## TASK OBJECTIVE
In the records below, count each line where the word "bool" appears, and reply with that number only.

━━━━━ MATERIAL FOR THE TASK

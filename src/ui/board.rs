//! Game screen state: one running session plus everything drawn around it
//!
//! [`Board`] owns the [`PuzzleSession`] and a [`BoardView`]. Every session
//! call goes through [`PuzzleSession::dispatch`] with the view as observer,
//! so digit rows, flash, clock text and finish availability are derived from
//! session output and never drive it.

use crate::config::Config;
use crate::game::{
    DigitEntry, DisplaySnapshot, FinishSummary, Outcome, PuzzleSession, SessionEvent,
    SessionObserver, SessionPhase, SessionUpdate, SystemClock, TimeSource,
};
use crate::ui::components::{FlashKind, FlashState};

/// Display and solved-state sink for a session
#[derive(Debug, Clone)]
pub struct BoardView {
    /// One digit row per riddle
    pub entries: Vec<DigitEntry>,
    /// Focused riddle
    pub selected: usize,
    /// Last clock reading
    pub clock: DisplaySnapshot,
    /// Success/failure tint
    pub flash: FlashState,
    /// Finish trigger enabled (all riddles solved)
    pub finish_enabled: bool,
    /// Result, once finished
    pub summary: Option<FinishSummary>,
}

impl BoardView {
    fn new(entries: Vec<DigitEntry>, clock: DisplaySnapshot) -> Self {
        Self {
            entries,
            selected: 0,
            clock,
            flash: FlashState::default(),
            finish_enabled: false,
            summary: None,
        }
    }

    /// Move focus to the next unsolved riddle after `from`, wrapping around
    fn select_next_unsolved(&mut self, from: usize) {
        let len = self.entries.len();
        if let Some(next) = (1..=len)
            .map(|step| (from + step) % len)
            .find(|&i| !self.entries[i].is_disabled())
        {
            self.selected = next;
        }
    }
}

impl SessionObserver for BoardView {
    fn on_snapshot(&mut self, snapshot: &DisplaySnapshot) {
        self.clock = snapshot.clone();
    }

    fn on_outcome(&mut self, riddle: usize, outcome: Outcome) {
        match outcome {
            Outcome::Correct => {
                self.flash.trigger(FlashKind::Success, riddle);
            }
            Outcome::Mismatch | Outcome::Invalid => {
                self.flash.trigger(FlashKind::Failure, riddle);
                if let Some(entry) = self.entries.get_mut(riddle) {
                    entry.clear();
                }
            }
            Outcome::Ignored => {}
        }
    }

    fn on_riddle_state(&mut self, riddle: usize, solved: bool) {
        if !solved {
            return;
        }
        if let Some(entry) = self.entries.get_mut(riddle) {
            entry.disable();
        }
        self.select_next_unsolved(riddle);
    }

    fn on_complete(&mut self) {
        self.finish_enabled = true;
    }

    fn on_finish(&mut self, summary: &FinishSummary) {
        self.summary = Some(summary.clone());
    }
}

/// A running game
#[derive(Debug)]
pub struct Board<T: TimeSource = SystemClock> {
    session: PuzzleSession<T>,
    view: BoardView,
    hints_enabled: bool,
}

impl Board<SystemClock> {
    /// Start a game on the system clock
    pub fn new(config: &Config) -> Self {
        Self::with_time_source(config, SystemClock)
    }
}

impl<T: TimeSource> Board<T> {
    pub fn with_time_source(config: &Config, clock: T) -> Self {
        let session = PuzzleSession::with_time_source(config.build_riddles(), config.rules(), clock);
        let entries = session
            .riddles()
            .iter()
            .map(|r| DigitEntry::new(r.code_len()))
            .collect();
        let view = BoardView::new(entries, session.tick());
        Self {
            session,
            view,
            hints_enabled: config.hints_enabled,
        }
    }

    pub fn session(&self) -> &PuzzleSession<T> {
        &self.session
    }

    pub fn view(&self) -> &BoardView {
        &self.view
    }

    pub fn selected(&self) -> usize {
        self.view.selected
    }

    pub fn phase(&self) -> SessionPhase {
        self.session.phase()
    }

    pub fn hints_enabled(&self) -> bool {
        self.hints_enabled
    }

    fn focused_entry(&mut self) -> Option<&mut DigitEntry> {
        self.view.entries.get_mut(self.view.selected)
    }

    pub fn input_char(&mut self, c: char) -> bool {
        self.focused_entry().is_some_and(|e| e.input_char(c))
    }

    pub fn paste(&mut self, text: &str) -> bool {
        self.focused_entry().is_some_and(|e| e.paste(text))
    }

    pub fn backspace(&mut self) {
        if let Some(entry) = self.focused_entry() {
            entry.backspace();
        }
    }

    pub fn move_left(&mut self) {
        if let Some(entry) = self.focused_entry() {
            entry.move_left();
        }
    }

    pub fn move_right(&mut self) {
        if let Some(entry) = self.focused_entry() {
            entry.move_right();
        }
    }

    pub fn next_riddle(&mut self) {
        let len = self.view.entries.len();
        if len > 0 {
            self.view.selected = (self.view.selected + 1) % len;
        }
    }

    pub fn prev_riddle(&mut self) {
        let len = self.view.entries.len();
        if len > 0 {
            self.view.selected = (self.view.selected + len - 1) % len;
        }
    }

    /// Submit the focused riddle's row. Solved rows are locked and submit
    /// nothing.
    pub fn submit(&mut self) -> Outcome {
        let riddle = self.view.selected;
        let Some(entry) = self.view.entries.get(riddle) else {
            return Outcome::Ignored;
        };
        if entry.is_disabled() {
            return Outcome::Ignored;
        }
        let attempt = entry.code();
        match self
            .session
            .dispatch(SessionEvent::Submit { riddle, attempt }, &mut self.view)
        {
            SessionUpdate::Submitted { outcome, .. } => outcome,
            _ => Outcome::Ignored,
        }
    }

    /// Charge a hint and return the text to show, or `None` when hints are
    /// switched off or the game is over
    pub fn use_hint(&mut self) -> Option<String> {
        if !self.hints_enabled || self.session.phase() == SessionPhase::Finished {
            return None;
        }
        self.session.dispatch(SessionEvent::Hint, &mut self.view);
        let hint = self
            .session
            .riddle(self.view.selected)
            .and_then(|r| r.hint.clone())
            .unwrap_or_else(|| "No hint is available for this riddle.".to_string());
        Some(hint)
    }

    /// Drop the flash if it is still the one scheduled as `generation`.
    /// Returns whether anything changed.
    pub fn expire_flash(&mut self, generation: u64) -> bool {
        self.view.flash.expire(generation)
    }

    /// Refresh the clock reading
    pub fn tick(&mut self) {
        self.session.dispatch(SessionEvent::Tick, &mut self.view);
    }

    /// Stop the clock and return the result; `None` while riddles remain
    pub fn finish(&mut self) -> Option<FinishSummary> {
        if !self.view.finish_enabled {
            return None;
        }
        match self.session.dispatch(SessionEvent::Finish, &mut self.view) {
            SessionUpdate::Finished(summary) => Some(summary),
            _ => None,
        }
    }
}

━━━━━━━━━━
━━━━━ MATERIAL FOR THE TASK

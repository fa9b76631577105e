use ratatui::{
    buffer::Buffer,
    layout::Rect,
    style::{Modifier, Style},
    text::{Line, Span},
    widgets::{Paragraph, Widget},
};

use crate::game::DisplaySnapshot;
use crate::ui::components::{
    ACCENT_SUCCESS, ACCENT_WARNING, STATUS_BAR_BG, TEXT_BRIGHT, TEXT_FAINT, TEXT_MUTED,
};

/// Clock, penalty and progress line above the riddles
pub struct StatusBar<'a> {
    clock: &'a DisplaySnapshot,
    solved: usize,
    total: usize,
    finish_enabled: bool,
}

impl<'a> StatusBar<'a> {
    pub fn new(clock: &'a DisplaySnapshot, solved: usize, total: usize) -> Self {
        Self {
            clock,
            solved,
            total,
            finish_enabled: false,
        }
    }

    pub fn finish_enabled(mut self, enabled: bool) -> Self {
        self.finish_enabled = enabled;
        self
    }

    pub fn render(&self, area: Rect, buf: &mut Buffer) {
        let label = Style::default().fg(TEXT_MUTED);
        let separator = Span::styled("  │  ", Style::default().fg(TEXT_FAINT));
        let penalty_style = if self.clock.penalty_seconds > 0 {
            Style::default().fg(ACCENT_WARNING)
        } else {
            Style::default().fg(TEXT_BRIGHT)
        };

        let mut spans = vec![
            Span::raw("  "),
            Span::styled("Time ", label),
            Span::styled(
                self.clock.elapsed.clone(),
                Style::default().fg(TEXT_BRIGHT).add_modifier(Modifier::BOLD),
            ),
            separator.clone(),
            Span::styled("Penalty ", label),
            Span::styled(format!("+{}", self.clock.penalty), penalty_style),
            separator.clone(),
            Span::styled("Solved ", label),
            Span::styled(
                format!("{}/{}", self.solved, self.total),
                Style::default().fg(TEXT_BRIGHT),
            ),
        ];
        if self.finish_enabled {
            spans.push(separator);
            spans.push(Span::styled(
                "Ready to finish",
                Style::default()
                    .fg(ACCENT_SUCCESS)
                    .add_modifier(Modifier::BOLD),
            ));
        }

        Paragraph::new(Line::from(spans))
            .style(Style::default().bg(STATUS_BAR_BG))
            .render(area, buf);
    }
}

━━━━━━━━━━
━━━━━ MATERIAL FOR THE TASK

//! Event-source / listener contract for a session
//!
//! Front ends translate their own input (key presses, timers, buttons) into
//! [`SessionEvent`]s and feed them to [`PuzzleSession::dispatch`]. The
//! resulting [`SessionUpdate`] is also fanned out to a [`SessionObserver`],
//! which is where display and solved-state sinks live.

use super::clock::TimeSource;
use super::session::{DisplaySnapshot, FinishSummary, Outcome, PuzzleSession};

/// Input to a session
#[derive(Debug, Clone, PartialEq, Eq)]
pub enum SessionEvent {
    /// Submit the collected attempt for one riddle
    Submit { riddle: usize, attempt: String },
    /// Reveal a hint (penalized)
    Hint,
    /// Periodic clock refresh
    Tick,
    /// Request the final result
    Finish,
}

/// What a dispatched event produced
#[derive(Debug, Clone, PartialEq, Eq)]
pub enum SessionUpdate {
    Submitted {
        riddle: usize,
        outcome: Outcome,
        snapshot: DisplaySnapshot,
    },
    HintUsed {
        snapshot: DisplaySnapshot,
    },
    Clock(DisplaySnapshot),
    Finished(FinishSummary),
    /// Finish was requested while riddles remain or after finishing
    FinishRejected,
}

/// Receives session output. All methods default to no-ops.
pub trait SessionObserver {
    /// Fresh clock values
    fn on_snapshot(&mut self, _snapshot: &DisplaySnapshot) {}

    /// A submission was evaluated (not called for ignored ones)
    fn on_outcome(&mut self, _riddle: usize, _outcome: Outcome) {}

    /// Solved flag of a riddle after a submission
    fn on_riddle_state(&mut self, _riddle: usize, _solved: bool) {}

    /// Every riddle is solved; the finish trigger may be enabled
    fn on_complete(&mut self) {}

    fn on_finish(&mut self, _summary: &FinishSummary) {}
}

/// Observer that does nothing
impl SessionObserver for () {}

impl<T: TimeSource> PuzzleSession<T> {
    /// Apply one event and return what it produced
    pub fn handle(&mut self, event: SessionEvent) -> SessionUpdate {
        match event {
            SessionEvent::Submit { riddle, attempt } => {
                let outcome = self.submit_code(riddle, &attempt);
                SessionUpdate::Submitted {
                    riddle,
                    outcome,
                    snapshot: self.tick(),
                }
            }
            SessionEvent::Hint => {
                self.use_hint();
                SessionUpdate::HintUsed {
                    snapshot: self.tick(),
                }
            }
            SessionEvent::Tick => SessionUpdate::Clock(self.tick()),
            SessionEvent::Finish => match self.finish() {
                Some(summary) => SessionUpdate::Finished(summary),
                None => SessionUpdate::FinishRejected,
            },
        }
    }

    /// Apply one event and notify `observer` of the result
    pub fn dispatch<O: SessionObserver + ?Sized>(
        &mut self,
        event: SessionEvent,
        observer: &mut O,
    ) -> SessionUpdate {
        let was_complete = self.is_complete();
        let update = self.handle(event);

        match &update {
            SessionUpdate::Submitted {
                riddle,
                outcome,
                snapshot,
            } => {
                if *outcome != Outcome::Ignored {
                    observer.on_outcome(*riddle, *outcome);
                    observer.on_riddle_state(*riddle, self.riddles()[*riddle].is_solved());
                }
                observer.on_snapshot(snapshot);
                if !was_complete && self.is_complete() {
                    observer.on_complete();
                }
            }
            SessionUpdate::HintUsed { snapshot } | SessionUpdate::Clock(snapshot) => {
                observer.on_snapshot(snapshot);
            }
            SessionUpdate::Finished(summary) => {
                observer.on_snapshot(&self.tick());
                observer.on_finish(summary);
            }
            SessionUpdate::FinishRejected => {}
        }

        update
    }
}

━━━━━━━━━━

## EXERCISE RESPONSE
10